WHAT NEEDS TO BE DONE: Filter the lines below, keeping each one that holds "left".

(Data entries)
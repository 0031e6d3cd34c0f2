use std::time::Duration;

use engine_logging::{engine_debug, engine_info, engine_warn};
use grounding_core::{
    BoundingBox, ChatAnswer, ChatSource, ChatTurn, Chunk, Document, Effect, Grounding,
    Msg, SearchHit, TaskStatus, TaskUpdate,
};
use grounding_engine::{
    ApiError, ChatAnswerRecord, ChatTurnRecord, ChunkRecord, DocumentRecord, EngineCommand,
    EngineEvent, EngineHandle, GroundingRecord, SearchHitRecord, UploadProgress, UploadStage,
};

/// Sends IO effects to the engine and turns its events back into messages.
///
/// Keeps count of the engine events still owed so a caller can tell when
/// every request it made has been answered.
pub struct EffectRunner {
    engine: EngineHandle,
    outstanding: usize,
}

impl EffectRunner {
    pub fn new(engine: EngineHandle) -> Self {
        Self {
            engine,
            outstanding: 0,
        }
    }

    /// Number of engine completions not received yet.
    pub fn outstanding(&self) -> usize {
        self.outstanding
    }

    /// Queue `effect` on the engine. Hands the effect back when it is not
    /// engine work, so the caller can run it locally.
    pub fn submit(&mut self, effect: Effect) -> Option<Effect> {
        let Some((command, completions)) = to_command(&effect) else {
            return Some(effect);
        };
        engine_debug!("engine command {:?}", command);
        if self.engine.send(command) {
            self.outstanding += completions;
        } else {
            engine_warn!("engine is gone; dropped {:?}", effect);
        }
        None
    }

    /// Wait up to `timeout` for the next engine event.
    pub fn recv(&mut self, timeout: Duration) -> Option<Msg> {
        let event = self.engine.recv_timeout(timeout)?;
        let (msg, completes) = translate(event);
        if completes {
            self.outstanding = self.outstanding.saturating_sub(1);
        }
        Some(msg)
    }
}

/// Engine command for an IO effect, plus how many completion events it owes.
pub fn to_command(effect: &Effect) -> Option<(EngineCommand, usize)> {
    let command = match effect {
        Effect::LoadDocuments => (EngineCommand::ListDocuments, 1),
        Effect::LoadChunks { doc_id, ticket } => (
            EngineCommand::LoadChunks {
                doc_id: doc_id.clone(),
                ticket: *ticket,
            },
            1,
        ),
        Effect::FetchDocument { doc_id } => (
            EngineCommand::FetchDocument {
                doc_id: doc_id.clone(),
            },
            1,
        ),
        Effect::UploadFile { path } => (EngineCommand::Upload { path: path.clone() }, 1),
        Effect::UploadWave { requests } => {
            engine_info!("starting upload wave of {} file(s)", requests.len());
            (
                EngineCommand::UploadWave {
                    tasks: requests
                        .iter()
                        .map(|request| (request.task_id, request.path.clone()))
                        .collect(),
                },
                requests.len(),
            )
        }
        Effect::Search { query, n_results } => (
            EngineCommand::Search {
                query: query.clone(),
                n_results: *n_results,
            },
            1,
        ),
        Effect::Chat { question, history } => (
            EngineCommand::Chat {
                question: question.clone(),
                history: history.iter().map(turn_record).collect(),
            },
            1,
        ),
        Effect::Extract { doc_id } => (
            EngineCommand::Extract {
                doc_id: doc_id.clone(),
            },
            1,
        ),
        Effect::Validate { doc_id, payload } => (
            EngineCommand::Validate {
                doc_id: doc_id.clone(),
                payload: payload.clone(),
            },
            1,
        ),
        Effect::DeleteDocument { doc_id } => (
            EngineCommand::Delete {
                doc_id: doc_id.clone(),
            },
            1,
        ),
        Effect::RelayoutPages { .. }
        | Effect::ScrollViewport { .. }
        | Effect::ScrollListToChunk { .. }
        | Effect::CapturePointer
        | Effect::ReleasePointer
        | Effect::BatchCompleted(_) => return None,
    };
    Some(command)
}

/// Message for an engine event, and whether the event settles a request.
pub fn translate(event: EngineEvent) -> (Msg, bool) {
    match event {
        EngineEvent::DocumentsListed(result) => (
            Msg::DocumentsLoaded(
                result
                    .map(|records| records.into_iter().map(document).collect())
                    .map_err(describe),
            ),
            true,
        ),
        EngineEvent::ChunksLoaded {
            doc_id,
            ticket,
            result,
        } => (
            Msg::ChunksLoaded {
                doc_id,
                ticket,
                result: result
                    .map(|records| records.into_iter().map(chunk).collect())
                    .map_err(describe),
            },
            true,
        ),
        EngineEvent::DocumentCached { doc_id, result } => (
            Msg::DocumentCached {
                doc_id,
                result: result.map_err(describe),
            },
            true,
        ),
        EngineEvent::Uploaded(result) => (
            Msg::UploadCompleted(result.map(document).map_err(describe)),
            true,
        ),
        EngineEvent::UploadProgress(progress) => {
            let completes = matches!(progress.stage, UploadStage::Success | UploadStage::Error);
            (task_update(progress), completes)
        }
        EngineEvent::SearchFinished(result) => (
            Msg::SearchCompleted(
                result
                    .map(|records| records.into_iter().map(search_hit).collect())
                    .map_err(describe),
            ),
            true,
        ),
        EngineEvent::ChatFinished(result) => (
            Msg::ChatAnswered(result.map(chat_answer).map_err(describe)),
            true,
        ),
        EngineEvent::Extracted { doc_id, result } => (
            Msg::ExtractCompleted {
                doc_id,
                result: result.map_err(describe),
            },
            true,
        ),
        EngineEvent::Validated { doc_id, result } => (
            Msg::SaveCompleted {
                doc_id,
                result: result.map_err(describe),
            },
            true,
        ),
        EngineEvent::Deleted { doc_id, result } => (
            Msg::DeleteCompleted {
                doc_id,
                result: result.map_err(describe),
            },
            true,
        ),
    }
}

fn describe(err: ApiError) -> String {
    engine_warn!("backend call failed ({}): {}", err.kind, err.message);
    err.message
}

fn map_stage(stage: UploadStage) -> TaskStatus {
    match stage {
        UploadStage::Uploading => TaskStatus::Uploading,
        UploadStage::Parsing => TaskStatus::Parsing,
        UploadStage::Indexing => TaskStatus::Indexing,
        UploadStage::Success => TaskStatus::Success,
        UploadStage::Error => TaskStatus::Error,
    }
}

fn task_update(progress: UploadProgress) -> Msg {
    Msg::BatchTaskUpdated {
        task_id: progress.task_id,
        update: TaskUpdate {
            status: map_stage(progress.stage),
            remote_doc_id: progress.remote_doc_id,
            error: progress.error,
        },
    }
}

fn document(record: DocumentRecord) -> Document {
    Document {
        doc_id: record.doc_id,
        filename: record.filename,
    }
}

fn grounding(record: GroundingRecord) -> Grounding {
    Grounding {
        page: record.page,
        bbox: record
            .bbox
            .map(|b| BoundingBox::new(b.left, b.top, b.right, b.bottom)),
    }
}

fn chunk(record: ChunkRecord) -> Chunk {
    Chunk {
        key: record.key,
        text: record.text,
        chunk_type: record.chunk_type,
        grounding: record.grounding.map(grounding),
    }
}

fn search_hit(record: SearchHitRecord) -> SearchHit {
    SearchHit {
        doc_id: record.doc_id,
        chunk_key: record.chunk_key,
        page: record.page,
        chunk_type: record.chunk_type,
        text: record.text,
        score: record.score,
        grounding: record.grounding.map(grounding),
    }
}

fn chat_answer(record: ChatAnswerRecord) -> ChatAnswer {
    ChatAnswer {
        answer: record.answer,
        sources: record
            .sources
            .into_iter()
            .map(|source| ChatSource {
                doc_id: source.doc_id,
                chunk_key: source.chunk_key,
                filename: source.filename,
                page: source.page,
                chunk_type: source.chunk_type,
            })
            .collect(),
    }
}

fn turn_record(turn: &ChatTurn) -> ChatTurnRecord {
    ChatTurnRecord {
        role: turn.role.as_str().to_string(),
        content: turn.content.clone(),
    }
}

#[cfg(test)]
mod tests {
    use super::*;
    use grounding_core::{BatchSummary, ChatRole, UploadRequest};
    use grounding_engine::{BoxRecord, FailureKind};
    use std::path::PathBuf;

    fn api_error(message: &str) -> ApiError {
        ApiError {
            kind: FailureKind::HttpStatus(404),
            message: message.to_string(),
        }
    }

    #[test]
    fn wave_owes_one_completion_per_file() {
        let effect = Effect::UploadWave {
            requests: vec![
                UploadRequest {
                    task_id: 4,
                    path: PathBuf::from("a.pdf"),
                },
                UploadRequest {
                    task_id: 5,
                    path: PathBuf::from("b.pdf"),
                },
            ],
        };
        let (command, owed) = to_command(&effect).unwrap();
        assert_eq!(owed, 2);
        assert_eq!(
            command,
            EngineCommand::UploadWave {
                tasks: vec![(4, PathBuf::from("a.pdf")), (5, PathBuf::from("b.pdf"))]
            }
        );
    }

    #[test]
    fn view_effects_stay_local() {
        assert!(to_command(&Effect::ScrollViewport { top_px: 10.0 }).is_none());
        assert!(to_command(&Effect::RelayoutPages { scale: 1.0 }).is_none());
        assert!(to_command(&Effect::CapturePointer).is_none());
        assert!(to_command(&Effect::BatchCompleted(BatchSummary {
            total: 1,
            success_count: 1
        }))
        .is_none());
    }

    #[test]
    fn chat_history_roles_are_wire_strings() {
        let effect = Effect::Chat {
            question: "What is the total?".into(),
            history: vec![ChatTurn {
                role: ChatRole::Assistant,
                content: "Hi".into(),
            }],
        };
        let (command, _) = to_command(&effect).unwrap();
        assert_eq!(
            command,
            EngineCommand::Chat {
                question: "What is the total?".into(),
                history: vec![ChatTurnRecord {
                    role: "assistant".into(),
                    content: "Hi".into(),
                }],
            }
        );
    }

    #[test]
    fn only_terminal_stages_complete() {
        let progress = |stage| {
            EngineEvent::UploadProgress(UploadProgress {
                task_id: 9,
                stage,
                remote_doc_id: None,
                error: None,
            })
        };
        let (msg, completes) = translate(progress(UploadStage::Parsing));
        assert!(!completes);
        assert_eq!(
            msg,
            Msg::BatchTaskUpdated {
                task_id: 9,
                update: TaskUpdate {
                    status: TaskStatus::Parsing,
                    remote_doc_id: None,
                    error: None,
                },
            }
        );
        assert!(translate(progress(UploadStage::Success)).1);
        assert!(translate(progress(UploadStage::Error)).1);
    }

    #[test]
    fn chunk_records_become_core_chunks() {
        let event = EngineEvent::ChunksLoaded {
            doc_id: "doc-a".into(),
            ticket: 3,
            result: Ok(vec![ChunkRecord {
                key: "c-1".into(),
                text: "Invoice total".into(),
                chunk_type: "text".into(),
                grounding: Some(GroundingRecord {
                    page: 1,
                    bbox: Some(BoxRecord {
                        left: 0.1,
                        top: 0.2,
                        right: 0.5,
                        bottom: 0.3,
                    }),
                }),
            }]),
        };
        let (msg, completes) = translate(event);
        assert!(completes);
        assert_eq!(
            msg,
            Msg::ChunksLoaded {
                doc_id: "doc-a".into(),
                ticket: 3,
                result: Ok(vec![Chunk {
                    key: "c-1".into(),
                    text: "Invoice total".into(),
                    chunk_type: "text".into(),
                    grounding: Some(Grounding {
                        page: 1,
                        bbox: Some(BoundingBox::new(0.1, 0.2, 0.5, 0.3)),
                    }),
                }]),
            }
        );
    }

    #[test]
    fn api_errors_surface_their_message() {
        let (msg, _) = translate(EngineEvent::Deleted {
            doc_id: "doc-a".into(),
            result: Err(api_error("Document not found")),
        });
        assert_eq!(
            msg,
            Msg::DeleteCompleted {
                doc_id: "doc-a".into(),
                result: Err("Document not found".into()),
            }
        );
    }
}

RESPONSE TO THE EXERCISE:
            .map(|b| BoundingBox::new(b.left, b.top, b.right, b.bottom)),
                        left: 0.1,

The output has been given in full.